Estilo
Crônica

Meu pai

12 de Agosto de 2017 - 06h00 Corrigir A + A -

Por Maria Alice Estrella
malicestrella@yahoo.com.br


Ele sabia, antes do meu nascimento, que eu seria uma menina. Escolheu meu nome e o escreveu numa dedicatória de livro para a minha mãe. Imaginava exatamente como eu seria: lourinha com olhos verdes. E acertou.

Esse texto vai ser escrito entre lágrimas, interrompido pela emoção de lembranças e sorrisos, de orgulho, de júbilo, de exercício de despir a pele da alma para retratar a figura de um homem especial.

Tive o privilégio de ser filha de um grande homem, malgrado sua estatura física ser mediana. O incomum era o tamanho da alma que aquele corpo conduzia. Afora isso seu rosto era dotado de uma beleza indiscutível. Daquelas que chegam a incomodar por chamarem tanto a atenção na rua, na chuva, no meio do nada, no centro de tudo.

Ele, simplesmente, lidava com esse detalhe de maneira altruísta e nobre. Chegava até a surpreender-se ao ser admirado.

Sua capacidade de comunicação era marca registrada aliada a um senso de humor oportuno e inteligente. Carismático na acepção completa do adjetivo cativava a todos com um sorriso que só surgia em alguns momentos.

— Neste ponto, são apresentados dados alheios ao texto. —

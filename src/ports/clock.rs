//! Clock port - the current time, injected so tests can freeze it.

use crate::domain::foundation::Timestamp;

/// Source of the current time.
pub trait Clock: Send + Sync {
    fn now(&self) -> Timestamp;
}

Na maior parte do tempo era silencioso e extremamente quieto.

Porém quando ria enchia o ambiente com alegria despejada como cascata de águas. Ainda ouço o som da sua risada, ecoando na minha própria risada. Afinal, “quem sai aos seus não degenera”.

A sensibilidade nele era tão indisfarçavelmente intensa que vez ou outra eu a vi saindo pelos poros, pelos olhos, desenvolta em gestos ou silêncios.

Seus princípios, seus valores fizeram dele uma pessoa admirada e destacada entre familiares, amigos, colegas de profissão. Cresceu dando “murro em ponta de faca”, valente guerreiro nunca desistiu de enfrentar revezes, de voltar à tona dos naufrágios, de cruzar raios e trovões pelos céus do mundo afora.

Com esse pai exemplar criei ao longo da vida laços de aço. Desde recém-nascida, quando eu adormecia no seu colo até o instante em que eu o abracei por fim. Trajetória plena de ensinamentos dados com sabedoria e aceitos com reconhecimento. Aproveito cada um deles na minha missão de ser mãe, de ser mulher e de ser gente.

A saudade é dose maciça de aperto no peito. Ele partiu para mais além com apenas 56 anos. Em plena atividade como piloto de aviões em rotas internacionais, quis a ironia do destino que um acidente de carro numa rua escura arrancasse dele a energia e o vigor com um golpe certeiro.

Eu sabia que o pranto iria me acompanhar, embaçando a tela do computador. Dito e feito.

Mas respiro fundo entre um soluço e outro e sigo em frente. Lágrima de saudade é quente. Aquece por fora o trajeto do que extravasa da emoção interior.

Consigo aquilatar o quanto fui esperada e amada. Quanto lhe doeu sentir as minhas dores. Quantas noites em claro ele velou meu sono. Quanta angústia sofreu por tentar salvar-me dos desencantos. Quanto lhe custou repreender, cobrar, exigir, nortear, amoldar-me à realidade crua da vida sem poder me defender de todos os perigos. Quanto trabalhou para o meu sustento e educação.

Sou fruto do que meu pai semeou. Sou decorrência direta e transparente do que germinou de alma para alma. Sou o reflexo dele no espelho em que me vejo. Agraciada, sem dúvida, pela benção de ser fiel a origens de um guerreiro valente.

Vejo, gratificada, que a frase de Cícero se aplica aqui como arremate coerente: “A vida dos mortos perdura na memória dos vivos”.

Só posso te abraçar no invisível e intangível do espaço, mas sei que continuas a acompanhar meus passos, parceiro, guarda-costas e amigo.

Privilégio dos privilégios foi ser tua filha, Afonsinho!